In therapy, we’ve been talking a lot about expectations, which I think has a tie into my hypervigilance. I am often having expectations of people without really being aware of it. For example:
– At work, I expect my coworkers to be respectful and professional as I am. This is not always the case. Some situations at work have arose that have made me uncomfortable. While they may see these things as a way to open up or break the ice, I saw them as disrespectful and bullying. I think it is a lot clearer what my expectations are and what I need to feel comfortable.
– Have you ever read the 5 Love Languages? My ex-husband was very good at fulfilling “Words of Affirmation”, but not good at showing me he really cared. My new partner does not do that. Instead he shows me he cares and loves me through “Acts of Service”. It took me a lot of time to adjust to not hearing the words of affirmation. But, once I came to understand how my partner shows me he loves me and cares, I was able to adjust my expectations and be a lot happier.
– With friends, I expect that we should share experiences and things about ourselves.
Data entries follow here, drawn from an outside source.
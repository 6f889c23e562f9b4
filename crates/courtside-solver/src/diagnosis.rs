// Copyright (c) 2025 Felix Kahle.
//
// Permission is hereby granted, free of charge, to any person obtaining
// a copy of this software and associated documentation files (the
// "Software"), to deal in the Software without restriction, including
// without limitation the rights to use, copy, modify, merge, publish,
// distribute, sublicense, and/or sell copies of the Software, and to
// permit persons to whom the Software is furnished to do so, subject to
// the following conditions:
//
// The above copyright notice and this permission notice shall be
// included in all copies or substantial portions of the Software.
//
// THE SOFTWARE IS PROVIDED "AS IS", WITHOUT WARRANTY OF ANY KIND,
// EXPRESS OR IMPLIED, INCLUDING BUT NOT LIMITED TO THE WARRANTIES OF
// MERCHANTABILITY, FITNESS FOR A PARTICULAR PURPOSE AND
// NONINFRINGEMENT. IN NO EVENT SHALL THE AUTHORS OR COPYRIGHT HOLDERS BE
// LIABLE FOR ANY CLAIM, DAMAGES OR OTHER LIABILITY, WHETHER IN AN ACTION
// OF CONTRACT, TORT OR OTHERWISE, ARISING FROM, OUT OF OR IN CONNECTION
// WITH THE SOFTWARE OR THE USE OR OTHER DEALINGS IN THE SOFTWARE.

//! Cheap infeasibility proofs checked before the solver runs.
//!
//! Each check is a necessary condition for a roster to exist, so a hit is a
//! proof of infeasibility with a specific reason. Passing all checks does not
//! imply feasibility; the solver settles the rest.

use crate::error::InfeasibilityReason;
use courtside_model::{candidate::PlayerCandidate, config::RosterRules, position::Role};

/// Returns the first reason found why `candidates` cannot fill a roster.
///
/// Checks run in order: pool size, starter slot coverage (in configured slot
/// order), then the cheapest possible payroll against the cap.
pub fn diagnose(candidates: &[PlayerCandidate], rules: &RosterRules) -> Option<InfeasibilityReason> {
    let required = rules.roster_size();
    if candidates.len() < required {
        return Some(InfeasibilityReason::InsufficientCandidates {
            required,
            available: candidates.len(),
        });
    }

    let uncovered = rules.starter_slots.iter().copied().find(|&slot| {
        !candidates
            .iter()
            .any(|c| rules.eligibility.is_eligible(&c.position, Role::Starter(slot)))
    });
    if let Some(slot) = uncovered {
        return Some(InfeasibilityReason::NoEligiblePlayers { slot });
    }

    let minimum_payroll = minimum_payroll(candidates, required);
    if minimum_payroll > rules.salary_cap {
        return Some(InfeasibilityReason::SalaryCapTooTight {
            cap: rules.salary_cap,
            minimum_payroll,
        });
    }

    None
}

/// The sum of the `count` smallest salaries in the pool.
fn minimum_payroll(candidates: &[PlayerCandidate], count: usize) -> u64 {
    let mut salaries: Vec<u64> = candidates.iter().map(|c| c.salary).collect();
    salaries.sort_unstable();
    salaries
        .iter()
        .take(count)
        .fold(0u64, |acc, &s| acc.saturating_add(s))
}
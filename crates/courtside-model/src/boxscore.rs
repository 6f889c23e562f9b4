// Copyright (c) 2025 Felix Kahle.
//
// Permission is hereby granted, free of charge, to any person obtaining
// a copy of this software and associated documentation files (the
// "Software"), to deal in the Software without restriction, including
// without limitation the rights to use, copy, modify, merge, publish,
// distribute, sublicense, and/or sell copies of the Software, and to
// permit persons to whom the Software is furnished to do so, subject to
// the following conditions:
//
// The above copyright notice and this permission notice shall be
// included in all copies or substantial portions of the Software.
//
// THE SOFTWARE IS PROVIDED "AS IS", WITHOUT WARRANTY OF ANY KIND,
// EXPRESS OR IMPLIED, INCLUDING BUT NOT LIMITED TO THE WARRANTIES OF
// MERCHANTABILITY, FITNESS FOR A PARTICULAR PURPOSE AND
// NONINFRINGEMENT. IN NO EVENT SHALL THE AUTHORS OR COPYRIGHT HOLDERS BE
// LIABLE FOR ANY CLAIM, DAMAGES OR OTHER LIABILITY, WHETHER IN AN ACTION
// OF CONTRACT, TORT OR OTHERWISE, ARISING FROM, OUT OF OR IN CONNECTION
// WITH THE SOFTWARE OR THE USE OR OTHER DEALINGS IN THE SOFTWARE.

//! # Box Scores
//!
//! One player's counting statistics for one game. The ingestion layer hands
//! over a `RawBoxScore` with signed fields (whatever the data provider sent);
//! converting it into a `BoxScore` is the only place those numbers are
//! checked. The rating formula then works on unsigned counts and performs no
//! clamping of its own.

use serde::{Deserialize, Serialize};

/// Errors raised when a raw box score is not a plausible stat line.
#[derive(Debug, Clone, PartialEq, Eq, thiserror::Error)]
pub enum BoxScoreError {
    #[error("box score field `{field}` is negative ({value})")]
    Negative { field: &'static str, value: i64 },

    #[error("box score field `{field}` is out of range ({value})")]
    OutOfRange { field: &'static str, value: i64 },

    #[error("`{made_field}` ({made}) exceeds `{attempted_field}` ({attempted})")]
    MadeExceedsAttempted {
        made_field: &'static str,
        made: u32,
        attempted_field: &'static str,
        attempted: u32,
    },

    #[error(
        "three-point makes ({three_point_makes}) plus two-point makes ({two_point_makes}) \
         do not add up to field goals made ({field_goals_made})"
    )]
    FieldGoalBreakdownMismatch {
        three_point_makes: u32,
        two_point_makes: u32,
        field_goals_made: u32,
    },
}

/// A box score line exactly as received from the ingestion layer.
#[derive(Debug, Clone, Copy, PartialEq, Eq, Default, Serialize, Deserialize)]
pub struct RawBoxScore {
    pub three_point_makes: i64,
    pub two_point_makes: i64,
    pub free_throw_makes: i64,
    pub offensive_rebounds: i64,
    pub defensive_rebounds: i64,
    pub assists: i64,
    pub steals: i64,
    pub blocks: i64,
    pub field_goals_attempted: i64,
    pub field_goals_made: i64,
    pub free_throws_attempted: i64,
    pub turnovers: i64,
    pub personal_fouls: i64,
    pub team_won: bool,
    pub minutes_played: i64,
}

/// A validated box score line.
///
/// All counts are non-negative by construction. Values obtained through
/// `TryFrom<RawBoxScore>` additionally satisfy `made <= attempted` for field
/// goals and free throws, and the field-goal breakdown adds up.
#[derive(Debug, Clone, Copy, PartialEq, Eq, Default, Serialize, Deserialize)]
pub struct BoxScore {
    pub three_point_makes: u32,
    pub two_point_makes: u32,
    pub free_throw_makes: u32,
    pub offensive_rebounds: u32,
    pub defensive_rebounds: u32,
    pub assists: u32,
    pub steals: u32,
    pub blocks: u32,
    pub field_goals_attempted: u32,
    pub field_goals_made: u32,
    pub free_throws_attempted: u32,
    pub turnovers: u32,
    pub personal_fouls: u32,
    pub team_won: bool,
    pub minutes_played: u32,
}

impl BoxScore {
    /// Returns the number of missed field goals.
    #[inline]
    pub fn missed_field_goals(&self) -> f64 {
        f64::from(self.field_goals_attempted) - f64::from(self.field_goals_made)
    }

    /// Returns the number of missed free throws.
    #[inline]
    pub fn missed_free_throws(&self) -> f64 {
        f64::from(self.free_throws_attempted) - f64::from(self.free_throw_makes)
    }

    /// Returns `true` if the player was on the floor in this game.
    #[inline]
    pub fn played(&self) -> bool {
        self.minutes_played > 0
    }

    /// Checks the relations between made and attempted shots.
    pub fn check_consistency(&self) -> Result<(), BoxScoreError> {
        if self.field_goals_made > self.field_goals_attempted {
            return Err(BoxScoreError::MadeExceedsAttempted {
                made_field: "field_goals_made",
                made: self.field_goals_made,
                attempted_field: "field_goals_attempted",
                attempted: self.field_goals_attempted,
            });
        }
        if self.free_throw_makes > self.free_throws_attempted {
            return Err(BoxScoreError::MadeExceedsAttempted {
                made_field: "free_throw_makes",
                made: self.free_throw_makes,
                attempted_field: "free_throws_attempted",
                attempted: self.free_throws_attempted,
            });
        }
        let breakdown = u64::from(self.three_point_makes) + u64::from(self.two_point_makes);
        if breakdown != u64::from(self.field_goals_made) {
            return Err(BoxScoreError::FieldGoalBreakdownMismatch {
                three_point_makes: self.three_point_makes,
                two_point_makes: self.two_point_makes,
                field_goals_made: self.field_goals_made,
            });
        }
        Ok(())
    }
}

#[inline]
fn count(field: &'static str, value: i64) -> Result<u32, BoxScoreError> {
    if value < 0 {
        return Err(BoxScoreError::Negative { field, value });
    }
    u32::try_from(value).map_err(|_| BoxScoreError::OutOfRange { field, value })
}

impl TryFrom<RawBoxScore> for BoxScore {
    type Error = BoxScoreError;

    fn try_from(raw: RawBoxScore) -> Result<Self, Self::Error> {
        let score = BoxScore {
            three_point_makes: count("three_point_makes", raw.three_point_makes)?,
            two_point_makes: count("two_point_makes", raw.two_point_makes)?,
            free_throw_makes: count("free_throw_makes", raw.free_throw_makes)?,
            offensive_rebounds: count("offensive_rebounds", raw.offensive_rebounds)?,
            defensive_rebounds: count("defensive_rebounds", raw.defensive_rebounds)?,
            assists: count("assists", raw.assists)?,
            steals: count("steals", raw.steals)?,
            blocks: count("blocks", raw.blocks)?,
            field_goals_attempted: count("field_goals_attempted", raw.field_goals_attempted)?,
            field_goals_made: count("field_goals_made", raw.field_goals_made)?,
            free_throws_attempted: count("free_throws_attempted", raw.free_throws_attempted)?,
            turnovers: count("turnovers", raw.turnovers)?,
            personal_fouls: count("personal_fouls", raw.personal_fouls)?,
            team_won: raw.team_won,
            minutes_played: count("minutes_played", raw.minutes_played)?,
        };
        score.check_consistency()?;
        Ok(score)
    }
}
If I open up to you, I expect you to open up back. When this doesn’t happen, I don’t feel comfortable around people. I feel closer to some of my friends more than others. I also am finding I become wary of spending time with people who do not reciprocate. I’m finding I need to adjust this expectation. Different people expect and need different things in their friendships. People are also at various spaces in their lives and sometimes we click and sometimes we don’t.
With hypervigilance I’m always being attentive to what others are thinking or feeling, but don’t realize that I am often having similar expectations of others. I am learning how to be aware of my expectations and when I am being hypervigilant. This way I can adjust my expectations when I need to, or stand up for what I need, and enjoy my relationships with people with a lot less anxiety.
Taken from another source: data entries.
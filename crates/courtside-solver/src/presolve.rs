// Copyright (c) 2025 Felix Kahle.
//
// Permission is hereby granted, free of charge, to any person obtaining
// a copy of this software and associated documentation files (the
// "Software"), to deal in the Software without restriction, including
// without limitation the rights to use, copy, modify, merge, publish,
// distribute, sublicense, and/or sell copies of the Software, and to
// permit persons to whom the Software is furnished to do so, subject to
// the following conditions:
//
// The above copyright notice and this permission notice shall be
// included in all copies or substantial portions of the Software.
//
// THE SOFTWARE IS PROVIDED "AS IS", WITHOUT WARRANTY OF ANY KIND,
// EXPRESS OR IMPLIED, INCLUDING BUT NOT LIMITED TO THE WARRANTIES OF
// MERCHANTABILITY, FITNESS FOR A PARTICULAR PURPOSE AND
// NONINFRINGEMENT. IN NO EVENT SHALL THE AUTHORS OR COPYRIGHT HOLDERS BE
// LIABLE FOR ANY CLAIM, DAMAGES OR OTHER LIABILITY, WHETHER IN AN ACTION
// OF CONTRACT, TORT OR OTHERWISE, ARISING FROM, OUT OF OR IN CONNECTION
// WITH THE SOFTWARE OR THE USE OR OTHER DEALINGS IN THE SOFTWARE.

//! Candidate pool reduction ahead of model building.
//!
//! Two rules remove players that some optimal roster can always do without:
//!
//! * **Unaffordable**: even the cheapest roster that includes the player
//!   is over the cap, so no feasible roster contains them.
//! * **Dominated**: at least `roster_size` other players rate at least as
//!   high, cost no more, and can start in every configured slot this player
//!   can. A roster using the player leaves one of them unused, and the swap
//!   keeps the roster legal at no loss of rating. Exact ties are ordered by
//!   pool position, so a group of identical players is never removed whole.
//!
//! Dominance assumes nonnegative role weights. With a negative weight a
//! higher rating can lower the objective, and only the cap rule applies.
//!
//! Feasibility is preserved in both directions: the reduced pool has a
//! roster if and only if the full pool has one.

use courtside_model::{
    candidate::PlayerCandidate,
    config::RosterRules,
    index::PlayerIndex,
    position::{Role, StarterSlot},
};
use std::borrow::Cow;

/// The players kept by `PoolReduction::compute`, in pool order.
#[derive(Debug, Clone, PartialEq, Eq)]
pub struct PoolReduction {
    kept: Vec<PlayerIndex>,
    pool_size: usize,
    unaffordable: usize,
    dominated: usize,
}

/// What dominance compares for one candidate.
#[derive(Debug, Clone, Copy)]
struct Profile {
    rating: f64,
    salary: u64,
    /// Bit `i` is set if the player may start in `StarterSlot::ALL[i]`.
    slots: u8,
}

impl Profile {
    fn of(candidate: &PlayerCandidate, rules: &RosterRules) -> Self {
        let slots = rules
            .eligibility
            .eligible_roles(&candidate.position, &rules.starter_slots)
            .iter()
            .filter_map(|role| match role {
                Role::Starter(slot) => Some(slot_bit(*slot)),
                Role::Bench => None,
            })
            .fold(0u8, |acc, bit| acc | bit);
        Self {
            rating: candidate.rating,
            salary: candidate.salary,
            slots,
        }
    }

    /// Whether `self` can replace `other` in every role at no loss.
    #[inline]
    fn covers(&self, other: &Profile) -> bool {
        self.rating >= other.rating
            && self.salary <= other.salary
            && self.slots & other.slots == other.slots
    }

    #[inline]
    fn same_as(&self, other: &Profile) -> bool {
        self.rating == other.rating && self.salary == other.salary && self.slots == other.slots
    }
}

#[inline]
fn slot_bit(slot: StarterSlot) -> u8 {
    let position = StarterSlot::ALL
        .iter()
        .position(|&s| s == slot)
        .unwrap_or_default();
    1 << position
}

impl PoolReduction {
    /// Applies both reduction rules to `candidates`.
    pub fn compute(candidates: &[PlayerCandidate], rules: &RosterRules) -> Self {
        let roster_size = rules.roster_size();
        let mut affordable = vec![true; candidates.len()];
        if roster_size > 0 && candidates.len() >= roster_size {
            let cheapest = cheapest_salaries(candidates, roster_size);
            // Cheapest roster with player p: the `roster_size - 1` cheapest
            // others plus p, i.e. the first `roster_size - 1` salaries plus
            // the larger of p's salary and the `roster_size`-th salary.
            let others: u64 = cheapest[..roster_size - 1]
                .iter()
                .fold(0u64, |acc, &s| acc.saturating_add(s));
            let pivot = cheapest[roster_size - 1];
            for (flag, candidate) in affordable.iter_mut().zip(candidates) {
                let cheapest_with = others.saturating_add(candidate.salary.max(pivot));
                *flag = cheapest_with <= rules.salary_cap;
            }
        }
        let unaffordable = affordable.iter().filter(|&&a| !a).count();

        let profiles: Vec<Profile> = candidates.iter().map(|c| Profile::of(c, rules)).collect();
        let use_dominance = rules.starter_weight >= 0.0 && rules.bench_weight >= 0.0;

        let mut kept = Vec::with_capacity(candidates.len());
        let mut dominated = 0;
        for (p, profile) in profiles.iter().enumerate() {
            if !affordable[p] {
                continue;
            }
            if use_dominance && Self::is_dominated(p, profile, &profiles, &affordable, roster_size) {
                dominated += 1;
                continue;
            }
            kept.push(PlayerIndex::new(p));
        }

        Self {
            kept,
            pool_size: candidates.len(),
            unaffordable,
            dominated,
        }
    }

    /// Whether at least `roster_size` affordable players dominate player `p`.
    fn is_dominated(
        p: usize,
        profile: &Profile,
        profiles: &[Profile],
        affordable: &[bool],
        roster_size: usize,
    ) -> bool {
        let mut dominators = 0;
        for (q, other) in profiles.iter().enumerate() {
            if q == p || !affordable[q] || !other.covers(profile) {
                continue;
            }
            if other.same_as(profile) && q > p {
                continue;
            }
            dominators += 1;
            if dominators >= roster_size {
                return true;
            }
        }
        false
    }

    /// Positions of the kept players in the original pool.
    #[inline]
    pub fn kept(&self) -> &[PlayerIndex] {
        &self.kept
    }

    /// Players removed because no feasible roster can contain them.
    #[inline]
    pub fn num_unaffordable(&self) -> usize {
        self.unaffordable
    }

    /// Players removed because enough others dominate them.
    #[inline]
    pub fn num_dominated(&self) -> usize {
        self.dominated
    }

    #[inline]
    pub fn num_removed(&self) -> usize {
        self.pool_size - self.kept.len()
    }

    /// The kept candidates, borrowed when nothing was removed.
    pub fn apply<'a>(&self, candidates: &'a [PlayerCandidate]) -> Cow<'a, [PlayerCandidate]> {
        debug_assert_eq!(
            candidates.len(),
            self.pool_size,
            "called `PoolReduction::apply` with {} candidates, computed for {}",
            candidates.len(),
            self.pool_size
        );
        if self.num_removed() == 0 {
            return Cow::Borrowed(candidates);
        }
        Cow::Owned(
            self.kept
                .iter()
                .map(|p| candidates[p.get()].clone())
                .collect(),
        )
    }
}

/// The `count` smallest salaries in ascending order.
fn cheapest_salaries(candidates: &[PlayerCandidate], count: usize) -> Vec<u64> {
    let mut salaries: Vec<u64> = candidates.iter().map(|c| c.salary).collect();
    salaries.sort_unstable();
    salaries.truncate(count);
    salaries
}

#[cfg(test)]
mod tests {
    use super::*;
    use courtside_model::candidate::PlayerId;

    fn player(id: u64, position: &str, salary: u64, rating: f64) -> PlayerCandidate {
        PlayerCandidate::new(PlayerId(id), format!("P{id}"), salary, position, rating)
    }

    /// One Guard slot plus one bench spot.
    fn small_rules(cap: u64) -> RosterRules {
        RosterRules {
            salary_cap: cap,
            starter_slots: vec![StarterSlot::PointGuard],
            bench_size: 1,
            solve_time_limit_ms: None,
            ..RosterRules::default()
        }
    }

    fn kept_ids(reduction: &PoolReduction, pool: &[PlayerCandidate]) -> Vec<u64> {
        reduction.kept().iter().map(|p| pool[p.get()].id.0).collect()
    }

    #[test]
    fn test_player_with_two_better_cheaper_peers_is_dropped() {
        let pool = vec![
            player(0, "Guard", 10, 5.0),
            player(1, "Guard", 12, 4.0),
            player(2, "Guard", 20, 3.0),
        ];
        let reduction = PoolReduction::compute(&pool, &small_rules(1_000));
        assert_eq!(kept_ids(&reduction, &pool), vec![0, 1]);
        assert_eq!(reduction.num_dominated(), 1);
        assert_eq!(reduction.num_unaffordable(), 0);
    }

    #[test]
    fn test_dominators_must_cover_every_starter_slot() {
        // The bench-only players are better and cheaper, but cannot start.
        let pool = vec![
            player(0, "Trainer", 1, 9.0),
            player(1, "Trainer", 1, 9.0),
            player(2, "Guard", 20, 3.0),
        ];
        let reduction = PoolReduction::compute(&pool, &small_rules(1_000));
        assert_eq!(reduction.num_removed(), 0);

        // The Guard does cover the bench-only players.
        let pool = vec![
            player(0, "Guard", 1, 9.0),
            player(1, "Guard", 1, 9.0),
            player(2, "Trainer", 5, 3.0),
        ];
        let reduction = PoolReduction::compute(&pool, &small_rules(1_000));
        assert_eq!(kept_ids(&reduction, &pool), vec![0, 1]);
    }

    #[test]
    fn test_identical_players_are_not_all_dropped() {
        let pool: Vec<_> = (0..6).map(|i| player(i, "Guard", 10, 2.0)).collect();
        let reduction = PoolReduction::compute(&pool, &small_rules(1_000));
        // Each copy is dominated only by the copies before it.
        assert_eq!(kept_ids(&reduction, &pool), vec![0, 1]);
    }

    #[test]
    fn test_unaffordable_player_is_dropped() {
        let pool = vec![
            player(0, "Guard", 10, 1.0),
            player(1, "Guard", 15, 1.0),
            player(2, "Guard", 40, 8.0),
        ];
        // Any roster with player 2 costs at least 50.
        let reduction = PoolReduction::compute(&pool, &small_rules(49));
        assert_eq!(kept_ids(&reduction, &pool), vec![0, 1]);
        assert_eq!(reduction.num_unaffordable(), 1);

        let reduction = PoolReduction::compute(&pool, &small_rules(50));
        assert_eq!(reduction.num_removed(), 0);
    }

    #[test]
    fn test_negative_weight_disables_dominance() {
        let pool = vec![
            player(0, "Guard", 10, 5.0),
            player(1, "Guard", 12, 4.0),
            player(2, "Guard", 20, 3.0),
        ];
        let rules = RosterRules {
            bench_weight: -1.0,
            ..small_rules(1_000)
        };
        let reduction = PoolReduction::compute(&pool, &rules);
        assert_eq!(reduction.num_removed(), 0);
    }

    #[test]
    fn test_apply_borrows_when_nothing_is_removed() {
        let pool = vec![player(0, "Guard", 10, 5.0), player(1, "Center", 10, 4.0)];
        let reduction = PoolReduction::compute(&pool, &small_rules(1_000));
        assert!(matches!(reduction.apply(&pool), Cow::Borrowed(_)));

        let pool = vec![
            player(0, "Guard", 10, 5.0),
            player(1, "Guard", 12, 4.0),
            player(2, "Guard", 20, 3.0),
        ];
        let reduction = PoolReduction::compute(&pool, &small_rules(1_000));
        let reduced = reduction.apply(&pool);
        assert_eq!(reduced.len(), 2);
        assert_eq!(reduced[1].id, PlayerId(1));
    }

    #[test]
    fn test_small_pool_is_left_alone() {
        let pool = vec![player(0, "Guard", 10_000, 5.0)];
        let reduction = PoolReduction::compute(&pool, &small_rules(1));
        assert_eq!(reduction.num_removed(), 0);
    }
}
I’ve been in this depressive funk for the past couple of weeks. This is very abnormal for me. I haven’t really want to be around people or do much of anything except run. I pretty much always feel exhausted now. Doing anything like chores or shopping just bum me out. I don’t really feel motivated to do all the things I had listed out I was excited to do. I actually skipped events with people to just chill out. This was following a number of weeks with something to do every night and a long weekend around a lot of people all the time. In therapy we talked about how this might have to do with anticipation and hypervigilance.
As a kid I had to do a lot of anticipating in order to avoid the consequences of not anticipating which could be being yelled at, hit, hit with something, or being ridiculed for not doing the thing I should have known to do. I had anticipated for so long that it became the way I live. I got into a relationship with a person who used it to their advantage as well.
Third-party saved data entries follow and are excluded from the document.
// Copyright (c) 2025 Felix Kahle.
//
// Permission is hereby granted, free of charge, to any person obtaining
// a copy of this software and associated documentation files (the
// "Software"), to deal in the Software without restriction, including
// without limitation the rights to use, copy, modify, merge, publish,
// distribute, sublicense, and/or sell copies of the Software, and to
// permit persons to whom the Software is furnished to do so, subject to
// the following conditions:
//
// The above copyright notice and this permission notice shall be
// included in all copies or substantial portions of the Software.
//
// THE SOFTWARE IS PROVIDED "AS IS", WITHOUT WARRANTY OF ANY KIND,
// EXPRESS OR IMPLIED, INCLUDING BUT NOT LIMITED TO THE WARRANTIES OF
// MERCHANTABILITY, FITNESS FOR A PARTICULAR PURPOSE AND
// NONINFRINGEMENT. IN NO EVENT SHALL THE AUTHORS OR COPYRIGHT HOLDERS BE
// LIABLE FOR ANY CLAIM, DAMAGES OR OTHER LIABILITY, WHETHER IN AN ACTION
// OF CONTRACT, TORT OR OTHERWISE, ARISING FROM, OUT OF OR IN CONNECTION
// WITH THE SOFTWARE OR THE USE OR OTHER DEALINGS IN THE SOFTWARE.

//! # Roster Rules
//!
//! Checks that a `Roster` obeys the league rules. The optimizer runs every
//! assembled roster through a `RuleSet` before returning it, so a defective
//! solver can never hand out an over-cap or ineligible lineup. The same rules
//! validate rosters that were put together by hand.

use crate::{
    candidate::PlayerId,
    config::RosterRules,
    position::{EligibilityMap, StarterSlot},
    roster::Roster,
};
use rustc_hash::FxHashSet;

/// A broken roster rule.
#[derive(Debug, Clone, PartialEq, Eq, thiserror::Error)]
pub enum RuleViolation {
    #[error("total salary {total} exceeds the cap of {cap}")]
    SalaryCapExceeded { total: u64, cap: u64 },

    #[error("expected {expected} {group}, found {actual}")]
    PlayerCount {
        group: &'static str,
        expected: usize,
        actual: usize,
    },

    #[error("starter slot {slot} is not filled")]
    MissingStarterSlot { slot: StarterSlot },

    #[error("starter slot {slot} is not part of the lineup")]
    UnexpectedStarterSlot { slot: StarterSlot },

    #[error("player {id} ({position}) is not eligible for {slot}")]
    IneligibleStarter {
        id: PlayerId,
        position: String,
        slot: StarterSlot,
    },

    #[error("player {id} holds more than one role")]
    DuplicatePlayer { id: PlayerId },
}

/// A single check on a complete roster.
pub trait RosterRule: Send + Sync {
    /// A short human-readable description.
    fn description(&self) -> &str;

    fn verify(&self, roster: &Roster) -> Result<(), RuleViolation>;
}

impl std::fmt::Debug for dyn RosterRule {
    fn fmt(&self, f: &mut std::fmt::Formatter<'_>) -> std::fmt::Result {
        write!(f, "RosterRule({})", self.description())
    }
}

/// The total salary must not exceed the cap.
#[derive(Debug, Clone, Copy, PartialEq, Eq)]
pub struct SalaryCapRule {
    cap: u64,
}

impl SalaryCapRule {
    pub const fn new(cap: u64) -> Self {
        Self { cap }
    }
}

impl RosterRule for SalaryCapRule {
    fn description(&self) -> &str {
        "salary cap"
    }

    fn verify(&self, roster: &Roster) -> Result<(), RuleViolation> {
        if roster.total_salary() > self.cap {
            return Err(RuleViolation::SalaryCapExceeded {
                total: roster.total_salary(),
                cap: self.cap,
            });
        }
        Ok(())
    }
}

/// Exact numbers of starters and bench players.
#[derive(Debug, Clone, Copy, PartialEq, Eq)]
pub struct PlayerCountRule {
    starters: usize,
    bench: usize,
}

impl PlayerCountRule {
    pub const fn new(starters: usize, bench: usize) -> Self {
        Self { starters, bench }
    }
}

impl RosterRule for PlayerCountRule {
    fn description(&self) -> &str {
        "player count"
    }

    fn verify(&self, roster: &Roster) -> Result<(), RuleViolation> {
        let checks = [
            ("starters", self.starters, roster.starters().len()),
            ("bench players", self.bench, roster.bench().len()),
        ];
        for (group, expected, actual) in checks {
            if expected != actual {
                return Err(RuleViolation::PlayerCount {
                    group,
                    expected,
                    actual,
                });
            }
        }
        Ok(())
    }
}

/// The starters occupy exactly the configured slots.
#[derive(Debug, Clone, PartialEq, Eq)]
pub struct StarterSlotsRule {
    slots: Vec<StarterSlot>,
}

impl StarterSlotsRule {
    pub fn new(slots: &[StarterSlot]) -> Self {
        Self {
            slots: slots.to_vec(),
        }
    }
}

impl RosterRule for StarterSlotsRule {
    fn description(&self) -> &str {
        "starter slots"
    }

    fn verify(&self, roster: &Roster) -> Result<(), RuleViolation> {
        if let Some(&slot) = self.slots.iter().find(|s| roster.starter(**s).is_none()) {
            return Err(RuleViolation::MissingStarterSlot { slot });
        }
        if let Some(&slot) = roster.starters().keys().find(|s| !self.slots.contains(*s)) {
            return Err(RuleViolation::UnexpectedStarterSlot { slot });
        }
        Ok(())
    }
}

/// Every starter is eligible for their slot.
#[derive(Debug, Clone, PartialEq, Eq)]
pub struct EligibilityRule {
    eligibility: EligibilityMap,
}

impl EligibilityRule {
    pub fn new(eligibility: EligibilityMap) -> Self {
        Self { eligibility }
    }
}

impl RosterRule for EligibilityRule {
    fn description(&self) -> &str {
        "position eligibility"
    }

    fn verify(&self, roster: &Roster) -> Result<(), RuleViolation> {
        for (&slot, player) in roster.starters() {
            if !self.eligibility.eligible_slots(&player.position).contains(&slot) {
                return Err(RuleViolation::IneligibleStarter {
                    id: player.id,
                    position: player.position.clone(),
                    slot,
                });
            }
        }
        Ok(())
    }
}

/// No player appears in more than one role.
#[derive(Debug, Clone, Copy, PartialEq, Eq, Default)]
pub struct UniquePlayersRule;

impl RosterRule for UniquePlayersRule {
    fn description(&self) -> &str {
        "unique players"
    }

    fn verify(&self, roster: &Roster) -> Result<(), RuleViolation> {
        let mut seen = FxHashSet::default();
        for (_, player) in roster.players() {
            if !seen.insert(player.id) {
                return Err(RuleViolation::DuplicatePlayer { id: player.id });
            }
        }
        Ok(())
    }
}

/// An ordered collection of roster rules.
#[derive(Debug, Default)]
pub struct RuleSet {
    rules: Vec<Box<dyn RosterRule>>,
}

impl RuleSet {
    pub fn new() -> Self {
        Self { rules: Vec::new() }
    }

    /// Every rule implied by `rules`.
    pub fn from_rules(rules: &RosterRules) -> Self {
        let mut set = Self::new();
        set.add(UniquePlayersRule)
            .add(PlayerCountRule::new(rules.starter_slots.len(), rules.bench_size))
            .add(StarterSlotsRule::new(&rules.starter_slots))
            .add(EligibilityRule::new(rules.eligibility.clone()))
            .add(SalaryCapRule::new(rules.salary_cap));
        set
    }

    pub fn add<R: RosterRule + 'static>(&mut self, rule: R) -> &mut Self {
        self.rules.push(Box::new(rule));
        self
    }

    #[inline]
    pub fn len(&self) -> usize {
        self.rules.len()
    }

    #[inline]
    pub fn is_empty(&self) -> bool {
        self.rules.is_empty()
    }

    pub fn descriptions(&self) -> impl Iterator<Item = &str> {
        self.rules.iter().map(|r| r.description())
    }

    /// Stops at the first violation.
    pub fn verify(&self, roster: &Roster) -> Result<(), RuleViolation> {
        self.rules.iter().try_for_each(|rule| rule.verify(roster))
    }

    /// Collects every violation, in rule order.
    pub fn violations(&self, roster: &Roster) -> Vec<RuleViolation> {
        self.rules
            .iter()
            .filter_map(|rule| rule.verify(roster).err())
            .collect()
    }
}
Being around people can be exhaustive to me because unconsciously I’m spending all that time analyzing what they really mean and anticipating what to do or not do, what to say or not say. I think I had reached my threshold. But, I’m not really sure why I feel so depressed, discouraged and unmotivated. I think it has to do with feeling unsupported. My friends have not been supportive with this SuperBetter thing and that has really gotten me down. Actually I have started to question if people are even my friends and care about me. And then I think a large number of people in the world are dealing with this same problem of feeling like they are always looking for the friendships and support they need. Why do we do this to each other? What makes a person fit or not fit in with others? How do you fix all of these things?
So no matter how depressed or unmotivated I feel, I still feel the need to push on, to keep pushing myself to be active, to talk with people, to make plans, to keep asking, to keep working on unlearning all the behaviors I’ve learned that are hurting my relationships with people.
I keep getting told no when I ask for things I need. But, maybe some day I’ll find someone who says, yes.